Abstract
Speech processing is highly incremental. It is widely accepted that listeners continuously use the linguistic context to anticipate upcoming concepts, words and phonemes. However, previous evidence supports two seemingly contradictory models of how predictive cues are integrated with bottom-up evidence: Classic psycholinguistic paradigms suggest a two-stage model, in which acoustic input is represented fleetingly in a local, context-free manner, but quickly integrated with contextual constraints. This contrasts with the view that the brain constructs a single unified interpretation of the input, which fully integrates available information across representational hierarchies and predictively modulates even earliest sensory representations.
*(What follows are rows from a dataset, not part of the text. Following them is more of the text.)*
//! Tick callback that records the output curve of a run.
//!
//! Every `interval` frames the recorder takes one [`OutputSample`]: the
//! populations, the photon counters and the photons transmitted since the
//! previous sample. The samples are the data a renderer would plot as the
//! population and output graphs; the engine writes them into its report.

use lasing_core::runner::TickCallback;
use lasing_core::tick::Simulation;
use lasing_types::{PhotonCounts, PopulationCounts, TickSummary};
use serde::Serialize;
use tracing::debug;

/// One point on the output curve.
#[derive(Debug, Clone, PartialEq, Eq, Serialize)]
pub struct OutputSample {
    /// Frame the sample was taken at.
    pub frame: u64,
    /// Fluorophore populations.
    pub population: PopulationCounts,
    /// Photon counters.
    pub photons: PhotonCounts,
    /// Photons transmitted since the previous sample.
    pub output_delta: u64,
}

/// Callback that samples the run at a fixed frame interval and tracks the
/// peak live photon count.
#[derive(Debug)]
pub struct OutputRecorder {
    /// Frames between samples (0 = never sample).
    interval: u64,
    /// Samples taken so far.
    samples: Vec<OutputSample>,
    /// Cumulative output at the previous sample.
    last_output: u64,
    /// Highest live photon count seen.
    peak_live: u32,
}

impl OutputRecorder {
    /// Create a recorder that samples every `interval` frames.
    pub const fn new(interval: u64) -> Self {
        Self {
            interval,
            samples: Vec::new(),
            last_output: 0,
            peak_live: 0,
        }
    }

    /// Highest live photon count seen.
    pub const fn peak_live(&self) -> u32 {
        self.peak_live
    }

    /// Consume the recorder and return its samples.
    pub fn into_samples(self) -> Vec<OutputSample> {
        self.samples
    }
}

impl TickCallback for OutputRecorder {
    fn on_tick(&mut self, summary: &TickSummary, _simulation: &mut Simulation) {
        self.peak_live = self.peak_live.max(summary.photons.live);

        if self.interval == 0 || summary.frame.checked_rem(self.interval) != Some(0) {
            return;
        }

        let output_total = summary.photons.output_total;
        let output_delta = output_total.saturating_sub(self.last_output);
        self.last_output = output_total;
        self.samples.push(OutputSample {
            frame: summary.frame,
            population: summary.population,
            photons: summary.photons,
            output_delta,
        });
        debug!(frame = summary.frame, output_delta, "Output sample recorded");
    }
}
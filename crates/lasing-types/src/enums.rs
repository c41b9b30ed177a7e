//! Enumeration types for the lasing threshold simulation.

use serde::{Deserialize, Serialize};
use ts_rs::TS;

// ---------------------------------------------------------------------------
// Fluorophore states
// ---------------------------------------------------------------------------

/// The state of a single fluorophore in the lasing medium.
///
/// The only legal transitions are Ground -> Excited, Excited -> Ground,
/// Excited -> Lasing and Lasing -> Ground. There is no direct edge between
/// Ground and Lasing.
#[derive(
    Debug, Clone, Copy, Default, PartialEq, Eq, PartialOrd, Ord, Hash, Serialize, Deserialize, TS,
)]
#[serde(rename_all = "snake_case")]
#[ts(export, export_to = "bindings/")]
pub enum FluorophoreState {
    /// Unpumped molecule.
    #[default]
    Ground,
    /// Absorbed pump energy but not yet population-inverted.
    Excited,
    /// Population-inverted; can amplify light by stimulated emission.
    Lasing,
}

impl FluorophoreState {
    /// All states in lattice-rendering order.
    pub const ALL: [Self; 3] = [Self::Ground, Self::Excited, Self::Lasing];

    /// Returns `true` if a single tick may move a cell from `self` to `next`.
    ///
    /// Staying in the same state is always legal.
    pub const fn can_transition_to(self, next: Self) -> bool {
        matches!(
            (self, next),
            (Self::Ground, Self::Ground | Self::Excited)
                | (Self::Excited, _)
                | (Self::Lasing, Self::Lasing | Self::Ground)
        )
    }
}

// ---------------------------------------------------------------------------
// Cavity Q control
// ---------------------------------------------------------------------------

/// How the output coupler reflectivity is chosen each tick.
#[derive(Debug, Clone, Copy, Default, PartialEq, Eq, Hash, Serialize, Deserialize, TS)]
#[serde(rename_all = "snake_case")]
#[ts(export, export_to = "bindings/")]
pub enum QMode {
    /// Periodic High/Low schedule synchronized to the cavity round trip.
    Automatic,
    /// Level fixed by the last explicit control event.
    #[default]
    Manual,
}

impl QMode {
    /// Return the other mode.
    #[must_use]
    pub const fn toggled(self) -> Self {
        match self {
            Self::Automatic => Self::Manual,
            Self::Manual => Self::Automatic,
        }
    }
}

/// Output coupler reflectivity level.
#[derive(Debug, Clone, Copy, Default, PartialEq, Eq, Hash, Serialize, Deserialize, TS)]
#[serde(rename_all = "snake_case")]
#[ts(export, export_to = "bindings/")]
pub enum QLevel {
    /// High reflectivity: photons are kept in the cavity.
    #[default]
    High,
    /// Low reflectivity: stored light is dumped through the coupler.
    Low,
}

// ---------------------------------------------------------------------------
// Run termination
// ---------------------------------------------------------------------------

/// Reason a bounded simulation run ended.
#[derive(Debug, Clone, Copy, PartialEq, Eq, Serialize, Deserialize, TS)]
#[serde(rename_all = "snake_case")]
#[ts(export, export_to = "bindings/")]
pub enum RunEndReason {
    /// Reached the configured tick limit.
    MaxTicksReached,
    /// The live photon count exceeded the failsafe ceiling.
    RunawayDivergence,
}
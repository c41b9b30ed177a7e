//! Frame clock, step/reset cycle and run loop for the lasing threshold
//! simulation.
//!
//! This crate ties the medium and the cavity together into a single
//! [`Simulation`] value that advances one frame per [`Simulation::step`].
//!
//! # Modules
//!
//! - [`clock`] -- [`FrameClock`] frame counter with checked overflow.
//! - [`config`] -- Configuration loading from `lasing-config.yaml` into
//!   strongly-typed structs.
//! - [`runner`] -- [`run_simulation`] bounded loop with periodic summaries
//!   and conservation audits.
//! - [`tick`] -- [`Simulation`]: step, reset, Q control and read accessors.
//!
//! [`FrameClock`]: clock::FrameClock
//! [`run_simulation`]: runner::run_simulation
//! [`Simulation`]: tick::Simulation
//! [`Simulation::step`]: tick::Simulation::step

pub mod clock;
pub mod config;
pub mod runner;
pub mod tick;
To distinguish these hypotheses, we tested magnetoencephalography responses to continuous narrative speech for signatures of unified and local predictive models. Results provide evidence for some aspects of both. Local context models, one based on sublexical phoneme sequences, and one based on the phonemes in the current word alone, do uniquely predict some part of early neural responses; at the same time, even early responses to phonemes also reflect a unified model that incorporates sentence level constraints to predict upcoming phonemes. Neural source localization places the anatomical origins of the different predictive models in non-identical parts of the superior temporal lobes bilaterally, although the more local models tend to be right-lateralized. These results suggest that speech processing recruits both local and unified predictive models in parallel, reconciling previous disparate findings. Parallel models might make the perceptual system more robust, facilitate processing of unexpected inputs, and serve a function in language acquisition.
Competing Interest Statement
The authors have declared no competing interest.